How and why we made our first audio data visualisation

This week marks the four-year anniversary of the Saudi-led air raids on Yemen. Since the start of the aerial campaign on March 26, 2015, Yemen has been pounded by over 19,000 air raids across the county.

To mark this event, we produced DEATH FROM ABOVE: Every Saudi coalition air raid on Yemen.

DEATH FROM ABOVE: Every Saudi coalition air raid on Yemen.

We started this project exactly one month ago, after our Yemen subject specialist came to us with a spreadsheet showing roughly 19,000 air raids.

This was compiled by the Yemen Data Project and is publicly available. The data set, which has been widely used by news organisations, contains a detailed cross-referenced account of every raid across the country since 2015.

Once we had the data, we began storyboarding our project’s main editorial goals. When working on any data-driven story, it is very important to define which elements of the data should be focused on. This process creates a lens through which to mould the story.

Project goals

  1. The main goal of this project was to document the devastation wreaked on Yemen by the more than 19,000 air raids over the course of 4 years.
  2. Secondly, the project had to be built with reusability in mind so it could be updated as and when new data becomes available.
  3. Thirdly, the piece had to provide sufficient contextual elements to help readers grasp the extent of the human cost of the war.

Data analysis

The first point of action when dealing with a large data set such as this one is to conduct an initial exploration of the data. This is a large part of what data journalists mean when we say “interview your data”.

Google Sheets allowed us to collaborate on initial findings

During this phase, we listed down all the questions that we wanted our data to answer. This included big-picture questions such as “how many air raids were recorded each year?” to more specific questions such as “was there a decrease in raids on religious holidays or during ceasefires?”

We chose to first upload our data into Google Sheets which allowed us to collaborate and query the data with several points of view on how to interpret its meaning.

After generating several worksheets of summaries, pivot tables, and follow-up questions, we knew that it was time to move our data into R for a more thorough analysis.

R’s Tidyverse suite of data wrangling packages.

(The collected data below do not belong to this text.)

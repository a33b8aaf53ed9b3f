//! Place Atlas: country place-list resolution.
//!
//! The engine lives in [`places`]; [`server`] exposes it over HTTP and the
//! `atlas` binary wraps both.

pub mod config;
pub mod logging;
pub mod places;
pub mod server;
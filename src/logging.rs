//! Tracing setup for the `atlas` binary.

use tracing_subscriber::{fmt, layer::SubscriberExt, util::SubscriberInitExt, EnvFilter};

const DEFAULT_FILTER: &str = "place_atlas=info,atlas=info";

/// Install a stderr subscriber filtered by `RUST_LOG`.
///
/// Logs go to stderr so stdout stays clean JSON. `verbose` raises the
/// default to debug when `RUST_LOG` is unset.
pub fn init_logging(verbose: bool) {
    let fallback = if verbose {
        "place_atlas=debug,atlas=debug"
    } else {
        DEFAULT_FILTER
    };
    tracing_subscriber::registry()
        .with(EnvFilter::try_from_default_env().unwrap_or_else(|_| EnvFilter::new(fallback)))
        .with(fmt::layer().with_writer(std::io::stderr).with_target(false))
        .init();
}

R is a very powerful statistical programming language popular among data journalists. It contains many amazing data wrangling packages and allows you to create a reproducible data analysis process — something that we knew we would need in the future.

The basic steps involved in the data analysis were:

  1. Import the data and data wrangling packages
  2. Filter the data that we’re interested in
  3. Reformat columns as dates and integers
  4. Find answers to all the questions we asked
  5. Consolidate the output data required for the presentation

A step-by-step walkthrough of the process is available here: https://github.com/megomars/YemenRPreprocessing/blob/master/Processing.rmd

Resisting making “dots on a map”

In any data visualisation, there are many different ways to highlight specific elements of your story. If location is what matters most, then some sort of map probably makes sense. If time is the most crucial factor, then a timeline might be fitting.

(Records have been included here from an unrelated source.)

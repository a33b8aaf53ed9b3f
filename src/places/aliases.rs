//! Country name normalization, alias groups and flag codes.
//!
//! Every lookup goes through [`normalize`], so "Türkiye", "TURKIYE" and
//! "turkiye" land on the same key. Unknown names are never an error: they are
//! treated as already canonical.

use std::collections::HashMap;
use std::sync::OnceLock;
use unicode_normalization::{char::is_combining_mark, UnicodeNormalization};

use super::types::CanonicalCountry;

/// Known spellings per country. The first entry is the canonical name.
const ALIAS_GROUPS: &[&[&str]] = &[
    &["United States", "USA", "US", "U.S.", "U.S.A.", "United States of America", "America"],
    &["United Kingdom", "UK", "U.K.", "Great Britain", "Britain", "United Kingdom of Great Britain and Northern Ireland"],
    &["Turkey", "Türkiye", "Turkiye", "Republic of Türkiye"],
    &["Ivory Coast", "Côte d'Ivoire", "Cote d'Ivoire", "Cote dIvoire", "Republic of Côte d'Ivoire"],
    &["Czech Republic", "Czechia"],
    &["Russia", "Russian Federation"],
    &["South Korea", "Korea, Republic of", "Republic of Korea", "Korea (South)", "Korea (Republic of)", "Korea"],
    &["North Korea", "Korea, Democratic People's Republic of", "Korea (North)", "Korea (Democratic People's Republic of)", "DPRK"],
    &["Myanmar", "Burma"],
    &["Eswatini", "Swaziland"],
    &["North Macedonia", "Macedonia"],
    &["Netherlands", "Holland", "The Netherlands"],
    &["United Arab Emirates", "UAE", "Emirates"],
    &["Vatican City", "Holy See", "Vatican"],
    &["Cape Verde", "Cabo Verde"],
    &["Democratic Republic of the Congo", "DR Congo", "DRC", "Congo-Kinshasa", "Congo (Kinshasa)", "Congo, Democratic Republic of the", "Congo (Democratic Republic of the)"],
    &["Republic of the Congo", "Congo-Brazzaville", "Congo (Brazzaville)", "Congo"],
    &["Timor-Leste", "East Timor"],
    &["Palestine", "State of Palestine", "Palestinian Territories"],
    &["Iran", "Islamic Republic of Iran", "Iran, Islamic Republic of"],
    &["Syria", "Syrian Arab Republic"],
    &["Laos", "Lao People's Democratic Republic", "Lao PDR"],
    &["Vietnam", "Viet Nam"],
    &["Bolivia", "Plurinational State of Bolivia"],
    &["Venezuela", "Bolivarian Republic of Venezuela"],
    &["Tanzania", "United Republic of Tanzania"],
    &["Moldova", "Republic of Moldova"],
    &["Brunei", "Brunei Darussalam"],
    &["Micronesia", "Federated States of Micronesia"],
    &["China", "People's Republic of China", "PRC"],
    &["Taiwan", "Republic of China"],
    &["Hong Kong", "Hong Kong SAR", "Hong Kong SAR China"],
    &["Macau", "Macao", "Macau SAR"],
    &["Saint Martin (French part)", "Saint Martin", "Saint-Martin", "St. Martin", "Collectivity of Saint Martin"],
    &["Sint Maarten (Dutch part)", "Sint Maarten", "St. Maarten"],
    &["Falkland Islands", "Falkland Islands (Malvinas)", "Malvinas"],
    &["Bosnia and Herzegovina", "Bosnia", "Bosnia & Herzegovina"],
    &["Trinidad and Tobago", "Trinidad & Tobago"],
    &["Antigua and Barbuda", "Antigua & Barbuda"],
    &["Saint Kitts and Nevis", "St. Kitts and Nevis", "Saint Kitts & Nevis"],
    &["Saint Vincent and the Grenadines", "St. Vincent and the Grenadines"],
    &["Saint Lucia", "St. Lucia"],
    &["São Tomé and Príncipe", "Sao Tome and Principe"],
    &["Curaçao", "Curacao"],
    &["Réunion", "Reunion"],
    &["Åland Islands", "Aland Islands"],
    &["Germany", "Deutschland"],
    &["Spain", "España"],
    &["Sweden", "Sverige"],
    &["Norway", "Norge"],
    &["Brazil", "Brasil"],
    &["Mexico", "México"],
    &["India", "Bharat"],
    &["Japan", "Nippon"],
    &["Saudi Arabia", "KSA", "Kingdom of Saudi Arabia"],
    &["Egypt", "Arab Republic of Egypt"],
    &["Antarctica", "Antarctic"],
];

/// Bare names shared by two countries. A qualifier after one of these picks
/// the country, so it is never stripped.
const AMBIGUOUS_HEADS: &[&str] = &["korea", "congo"];

/// Fragments that identify the Ivory Coast family of spellings.
const IVORY_COAST_MARKERS: &[&str] = &["ivory coast", "ivoire", "ivorian"];

/// Island territories that do not carry "island" in their name.
const KNOWN_ISLANDS: &[&str] = &[
    "antigua and barbuda", "aruba", "bahamas", "bahrain", "barbados", "bermuda",
    "cape verde", "comoros", "cuba", "curacao", "cyprus", "dominica",
    "dominican republic", "fiji", "grenada", "guadeloupe", "guam", "guernsey",
    "haiti", "iceland", "jamaica", "jersey", "kiribati", "madagascar",
    "maldives", "malta", "martinique", "mauritius", "mayotte", "micronesia",
    "nauru", "new caledonia", "palau", "puerto rico", "reunion", "saint lucia",
    "saint kitts and nevis", "saint vincent and the grenadines", "samoa",
    "sao tome and principe", "seychelles", "singapore", "sri lanka",
    "timor-leste", "tonga", "trinidad and tobago", "tuvalu", "vanuatu",
    "saint martin (french part)", "sint maarten (dutch part)",
];

/// Lowercase, strip diacritics, trim and collapse inner whitespace.
pub fn normalize(name: &str) -> String {
    name.nfkd()
        .filter(|c| !is_combining_mark(*c))
        .flat_map(|c| c.to_lowercase())
        .collect::<String>()
        .split_whitespace()
        .collect::<Vec<_>>()
        .join(" ")
}

fn alias_index() -> &'static HashMap<String, usize> {
    static INDEX: OnceLock<HashMap<String, usize>> = OnceLock::new();
    INDEX.get_or_init(|| {
        let mut index = HashMap::new();
        for (i, group) in ALIAS_GROUPS.iter().enumerate() {
            for name in group.iter() {
                index.entry(normalize(name)).or_insert(i);
            }
        }
        index
    })
}

/// Drop a trailing parenthetical qualifier: "United States (US)" → "united states".
fn strip_qualifier(key: &str) -> Option<&str> {
    let idx = key.find('(')?;
    let head = key[..idx].trim_end();
    if head.is_empty() || AMBIGUOUS_HEADS.contains(&head) {
        None
    } else {
        Some(head)
    }
}

fn find_group(name: &str) -> Option<&'static [&'static str]> {
    let key = normalize(name);
    let index = alias_index();
    let i = index
        .get(&key)
        .or_else(|| strip_qualifier(&key).and_then(|head| index.get(head)))?;
    Some(ALIAS_GROUPS[*i])
}

/// Canonical name plus every known spelling, or just the input when unknown.
pub fn variants_of(country: &str) -> Vec<String> {
    match find_group(country) {
        Some(group) => group.iter().map(|s| s.to_string()).collect(),
        None => vec![country.to_string()],
    }
}

/// Resolve any spelling to its canonical country.
pub fn canonical_of(country: &str) -> CanonicalCountry {
    match find_group(country) {
        Some(group) => CanonicalCountry {
            name: group[0].to_string(),
            variants: group.iter().map(|s| s.to_string()).collect(),
        },
        None => {
            let name = country.trim().to_string();
            CanonicalCountry {
                variants: vec![name.clone()],
                name,
            }
        }
    }
}

/// Do two spellings name the same country?
pub fn same_country(a: &str, b: &str) -> bool {
    normalize(&canonical_of(a).name) == normalize(&canonical_of(b).name)
}

/// Territory code for flag rendering. `None` is a normal answer.
pub fn flag_code_for(country: &str) -> Option<&'static str> {
    let key = normalize(country);
    if key.is_empty() {
        return None;
    }
    if let Some(code) = saint_martin_side(&key) {
        return Some(code);
    }
    if IVORY_COAST_MARKERS.iter().any(|m| key.contains(m)) {
        return Some("CI");
    }
    let canonical = canonical_of(country);
    code_for_canonical(&normalize(&canonical.name))
        .or_else(|| strip_qualifier(&key).and_then(code_for_canonical))
}

/// The island is split between France (MF) and the Netherlands (SX);
/// the two must never share a code.
fn saint_martin_side(key: &str) -> Option<&'static str> {
    let dutch = key.contains("maarten") || (key.contains("martin") && key.contains("dutch"));
    if dutch {
        return Some("SX");
    }
    let french = ["saint martin", "saint-martin", "st. martin", "st martin"]
        .iter()
        .any(|m| key.contains(m));
    if french {
        Some("MF")
    } else {
        None
    }
}

/// Rough island test, used to excuse tiny place lists.
pub fn is_likely_island(country: &str) -> bool {
    let key = normalize(&canonical_of(country).name);
    let named = key
        .split(|c: char| !c.is_alphanumeric())
        .any(|w| matches!(w, "island" | "islands" | "isle" | "isles" | "islas" | "ile" | "iles"));
    named || KNOWN_ISLANDS.contains(&key.as_str())
}

fn code_for_canonical(n: &str) -> Option<&'static str> {
    let code = match n {
        "afghanistan" => "AF", "aland islands" => "AX", "albania" => "AL",
        "algeria" => "DZ", "andorra" => "AD", "angola" => "AO",
        "antarctica" => "AQ", "antigua and barbuda" => "AG", "argentina" => "AR",
        "armenia" => "AM", "aruba" => "AW", "australia" => "AU",
        "austria" => "AT", "azerbaijan" => "AZ", "bahamas" => "BS",
        "bahrain" => "BH", "bangladesh" => "BD", "barbados" => "BB",
        "belarus" => "BY", "belgium" => "BE", "belize" => "BZ",
        "benin" => "BJ", "bermuda" => "BM", "bhutan" => "BT",
        "bolivia" => "BO", "bosnia and herzegovina" => "BA", "botswana" => "BW",
        "bouvet island" => "BV", "brazil" => "BR", "british indian ocean territory" => "IO",
        "brunei" => "BN", "bulgaria" => "BG", "burkina faso" => "BF",
        "burundi" => "BI", "cambodia" => "KH", "cameroon" => "CM",
        "canada" => "CA", "cape verde" => "CV", "central african republic" => "CF",
        "chad" => "TD", "chile" => "CL", "china" => "CN",
        "colombia" => "CO", "comoros" => "KM", "costa rica" => "CR",
        "croatia" => "HR", "cuba" => "CU", "curacao" => "CW",
        "cyprus" => "CY", "czech republic" => "CZ",
        "democratic republic of the congo" => "CD", "denmark" => "DK",
        "djibouti" => "DJ", "dominica" => "DM", "dominican republic" => "DO",
        "ecuador" => "EC", "egypt" => "EG", "el salvador" => "SV",
        "equatorial guinea" => "GQ", "eritrea" => "ER", "estonia" => "EE",
        "eswatini" => "SZ", "ethiopia" => "ET", "falkland islands" => "FK",
        "fiji" => "FJ", "finland" => "FI", "france" => "FR",
        "french southern territories" => "TF", "gabon" => "GA", "gambia" => "GM",
        "georgia" => "GE", "germany" => "DE", "ghana" => "GH",
        "gibraltar" => "GI", "greece" => "GR", "greenland" => "GL",
        "grenada" => "GD", "guadeloupe" => "GP", "guam" => "GU",
        "guatemala" => "GT", "guernsey" => "GG", "guinea" => "GN",
        "guinea-bissau" => "GW", "guyana" => "GY", "haiti" => "HT",
        "heard island and mcdonald islands" => "HM", "honduras" => "HN",
        "hong kong" => "HK", "hungary" => "HU", "iceland" => "IS",
        "india" => "IN", "indonesia" => "ID", "iran" => "IR",
        "iraq" => "IQ", "ireland" => "IE", "isle of man" => "IM",
        "israel" => "IL", "italy" => "IT", "ivory coast" => "CI",
        "jamaica" => "JM", "japan" => "JP", "jersey" => "JE",
        "jordan" => "JO", "kazakhstan" => "KZ", "kenya" => "KE",
        "kiribati" => "KI", "kosovo" => "XK", "kuwait" => "KW",
        "kyrgyzstan" => "KG", "laos" => "LA", "latvia" => "LV",
        "lebanon" => "LB", "lesotho" => "LS", "liberia" => "LR",
        "libya" => "LY", "liechtenstein" => "LI", "lithuania" => "LT",
        "luxembourg" => "LU", "macau" => "MO", "madagascar" => "MG",
        "malawi" => "MW", "malaysia" => "MY", "maldives" => "MV",
        "mali" => "ML", "malta" => "MT", "marshall islands" => "MH",
        "martinique" => "MQ", "mauritania" => "MR", "mauritius" => "MU",
        "mayotte" => "YT", "mexico" => "MX", "micronesia" => "FM",
        "moldova" => "MD", "monaco" => "MC", "mongolia" => "MN",
        "montenegro" => "ME", "morocco" => "MA", "mozambique" => "MZ",
        "myanmar" => "MM", "namibia" => "NA", "nauru" => "NR",
        "nepal" => "NP", "netherlands" => "NL", "new caledonia" => "NC",
        "new zealand" => "NZ", "nicaragua" => "NI", "niger" => "NE",
        "nigeria" => "NG", "north korea" => "KP", "north macedonia" => "MK",
        "norway" => "NO", "oman" => "OM", "pakistan" => "PK",
        "palau" => "PW", "palestine" => "PS", "panama" => "PA",
        "papua new guinea" => "PG", "paraguay" => "PY", "peru" => "PE",
        "philippines" => "PH", "poland" => "PL", "portugal" => "PT",
        "puerto rico" => "PR", "qatar" => "QA", "republic of the congo" => "CG",
        "reunion" => "RE", "romania" => "RO", "russia" => "RU",
        "rwanda" => "RW", "saint kitts and nevis" => "KN", "saint lucia" => "LC",
        "saint vincent and the grenadines" => "VC", "samoa" => "WS",
        "san marino" => "SM", "sao tome and principe" => "ST",
        "saudi arabia" => "SA", "senegal" => "SN", "serbia" => "RS",
        "seychelles" => "SC", "sierra leone" => "SL", "singapore" => "SG",
        "slovakia" => "SK", "slovenia" => "SI", "solomon islands" => "SB",
        "somalia" => "SO", "south africa" => "ZA",
        "south georgia and the south sandwich islands" => "GS",
        "south korea" => "KR", "south sudan" => "SS", "spain" => "ES",
        "sri lanka" => "LK", "sudan" => "SD", "suriname" => "SR",
        "sweden" => "SE", "switzerland" => "CH", "syria" => "SY",
        "taiwan" => "TW", "tajikistan" => "TJ", "tanzania" => "TZ",
        "thailand" => "TH", "timor-leste" => "TL", "togo" => "TG",
        "tonga" => "TO", "trinidad and tobago" => "TT", "tunisia" => "TN",
        "turkey" => "TR", "turkmenistan" => "TM", "tuvalu" => "TV",
        "uganda" => "UG", "ukraine" => "UA", "united arab emirates" => "AE",
        "united kingdom" => "GB", "united states" => "US",
        "united states minor outlying islands" => "UM", "uruguay" => "UY",
        "uzbekistan" => "UZ", "vanuatu" => "VU", "vatican city" => "VA",
        "venezuela" => "VE", "vietnam" => "VN", "yemen" => "YE",
        "zambia" => "ZM", "zimbabwe" => "ZW",
        _ => return None,
    };
    Some(code)
}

Our 2018 data visualisation of air raids across Yemen (as seen on an iPhone 6/7)

One of the biggest temptations was to present the raids as circles on a map. We’ve done this before but resisted going down the same path for three main reasons.

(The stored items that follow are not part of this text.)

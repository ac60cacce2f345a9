use std::path::PathBuf;
use std::sync::Arc;

use clap::{Args, Parser, Subcommand};
use tracing::{info, warn};

use slatefs::fuse::mount::mount_unprivileged;
use slatefs::fuse::SlateFs;
use slatefs::meta::{ClientOptions, MetaClient, MetaServer, RemoteOptions, ServerOptions, TlsKeyPair};
use slatefs::node::NodeEngine;
use slatefs::store::{
    open_store, BlobStore, DiskStore, HttpStore, PairedStore, VersionedWrapper,
};
use slatefs::RemoteVersionedStore;

#[derive(Parser)]
#[command(name = "slatefs", version, about = "SlateFS distributed filesystem")]
struct Cli {
    /// Enable debug logging.
    #[arg(short = 'D', long, global = true, env = "SLATEFS_DEBUG")]
    debug: bool,

    #[command(subcommand)]
    cmd: Command,
}

#[derive(Subcommand)]
enum Command {
    /// Start a metadata server.
    Meta(MetaArgs),
    /// Start a blob server.
    Blob(BlobArgs),
    /// Mount a SlateFS filesystem.
    Mount(MountArgs),
}

#[derive(Args)]
struct MetaArgs {
    /// Interface and port to listen on.
    #[arg(short, long, default_value = "127.0.0.1:8000", env = "SLATEFS_META_BIND")]
    bind: String,

    /// Store used for metadata (`memory://`, `disk://<dir>`, `cask://<dir>`).
    #[arg(short, long, default_value = "cask://slatefs.db", env = "SLATEFS_STORE")]
    store: String,

    /// PEM certificate chain; serve TLS when set (together with --key).
    #[arg(long, requires = "key", env = "SLATEFS_CERT")]
    cert: Option<PathBuf>,

    /// PEM private key.
    #[arg(long, requires = "cert", env = "SLATEFS_KEY")]
    key: Option<PathBuf>,

    /// bcrypt hash clients must match before speaking; requires TLS.
    #[arg(long, env = "SLATEFS_AUTH_HASH")]
    auth_hash: Option<String>,
}

#[derive(Args)]
struct BlobArgs {
    /// Interface and port to listen on.
    #[arg(short, long, default_value = "127.0.0.1:9000", env = "SLATEFS_BLOB_BIND")]
    bind: String,

    /// Directory used to store blob data.
    #[arg(short, long, default_value = "./data", env = "SLATEFS_DATA")]
    data: PathBuf,
}

#[derive(Args)]
struct MountArgs {
    /// Metadata server address (`tcp://host:port` or `tls://host:port`).
    #[arg(value_name = "METADATA_SERVER")]
    metadata_server: String,

    /// Blob server URL, e.g. `http://host:9000`.
    #[arg(value_name = "BLOB_SERVER")]
    blob_server: String,

    /// Directory to mount the filesystem on.
    #[arg(value_name = "MOUNT_POINT")]
    mount_point: PathBuf,

    /// Directory used to cache blobs locally.
    #[arg(short, long, default_value = "./cache", env = "SLATEFS_CACHE")]
    cache: PathBuf,

    /// Password for the metadata server's auth handshake.
    #[arg(long, env = "SLATEFS_PASSWORD")]
    password: Option<String>,

    /// PEM bundle of roots to trust for `tls://` metadata addresses.
    #[arg(long, env = "SLATEFS_TLS_CA")]
    tls_ca: Option<PathBuf>,
}

#[tokio::main]
async fn main() -> anyhow::Result<()> {
    let cli = Cli::parse();
    let default_level = if cli.debug { "slatefs=debug" } else { "slatefs=info" };
    tracing_subscriber::fmt()
        .with_env_filter(std::env::var("RUST_LOG").unwrap_or_else(|_| default_level.to_string()))
        .init();

    match cli.cmd {
        Command::Meta(args) => meta_cmd(args).await,
        Command::Blob(args) => blob_cmd(args).await,
        Command::Mount(args) => mount_cmd(args).await,
    }
}

async fn meta_cmd(args: MetaArgs) -> anyhow::Result<()> {
    let store = open_store(&args.store).await?;
    let versioned = Arc::new(VersionedWrapper::new(store));

    let key_pair = match (&args.cert, &args.key) {
        (Some(cert), Some(key)) => Some(TlsKeyPair {
            cert_path: cert.display().to_string(),
            key_path: key.display().to_string(),
        }),
        _ => None,
    };
    let server = MetaServer::new(
        versioned,
        ServerOptions {
            bind: args.bind,
            key_pair,
            auth_hash: args.auth_hash,
        },
    );
    let addr = server.listen().await?;
    info!(%addr, store = %args.store, "metadata server listening");

    let serving = {
        let server = server.clone();
        tokio::spawn(async move { server.serve().await })
    };
    tokio::signal::ctrl_c().await?;
    info!("shutting down metadata server");
    server.shutdown().await;
    serving.await??;
    Ok(())
}

async fn blob_cmd(args: BlobArgs) -> anyhow::Result<()> {
    std::fs::create_dir_all(&args.data)?;
    let store = Arc::new(DiskStore::new(&args.data));
    info!(data = %args.data.display(), "using disk store");

    tokio::select! {
        served = slatefs::blob::serve_blobs(&args.bind, store) => served?,
        _ = tokio::signal::ctrl_c() => info!("shutting down blob server"),
    }
    Ok(())
}

async fn mount_cmd(args: MountArgs) -> anyhow::Result<()> {
    std::fs::create_dir_all(&args.mount_point)?;
    std::fs::create_dir_all(&args.cache)?;

    let client = MetaClient::new(ClientOptions {
        address: args.metadata_server.clone(),
        fallback_to_plain_tcp: true,
        tls_ca_path: args.tls_ca.map(|p| p.display().to_string()),
        password: args.password,
        ..Default::default()
    });

    let cache = Arc::new(DiskStore::new(&args.cache));
    let remote_blobs = Arc::new(HttpStore::new(args.blob_server.clone()));
    let blobs = Arc::new(BlobStore::new(Arc::new(PairedStore::new(
        cache,
        remote_blobs,
    ))));

    // The engine consumes the metadata store and also receives its change
    // broadcasts, so the listener is wired in after construction.
    let metadata = RemoteVersionedStore::new(client, RemoteOptions::default());
    let engine = NodeEngine::new(metadata.clone(), blobs);
    metadata.set_change_listener(engine.change_listener());
    engine.init_root().await?;

    let handle = mount_unprivileged(SlateFs::new(engine), &args.mount_point).await?;
    info!(mount = %args.mount_point.display(), "mounted");

    tokio::signal::ctrl_c().await?;
    info!("unmounting");
    if let Err(e) = handle.unmount().await {
        warn!(err = %e, "could not unmount filesystem");
    }
    Ok(())
}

First, the locations of the air raids are important but were not the most important aspect of our story.

Second, areas of circles are generally difficult to compare and accurately depict especially in concentrated areas.

Third, the shape of Yemen is rectangular — this makes it very difficult to see the map especially on mobile.

Usability vs Shareability vs Complexity

One of the toughest decisions with any interactive is to find the right balance between making something that is easy to use, easy to share and easy to understand.

This is where the user experience (UX) design comes into play. With such an open format comes an infinite number of designs and technical functionality to present your story. Whereas other platforms have specific constraints built into their medium (text articles, videos and photo galleries), interactives tend to be an open canvas. This can make what we do really expressive and creative but can also make the story hard to consume.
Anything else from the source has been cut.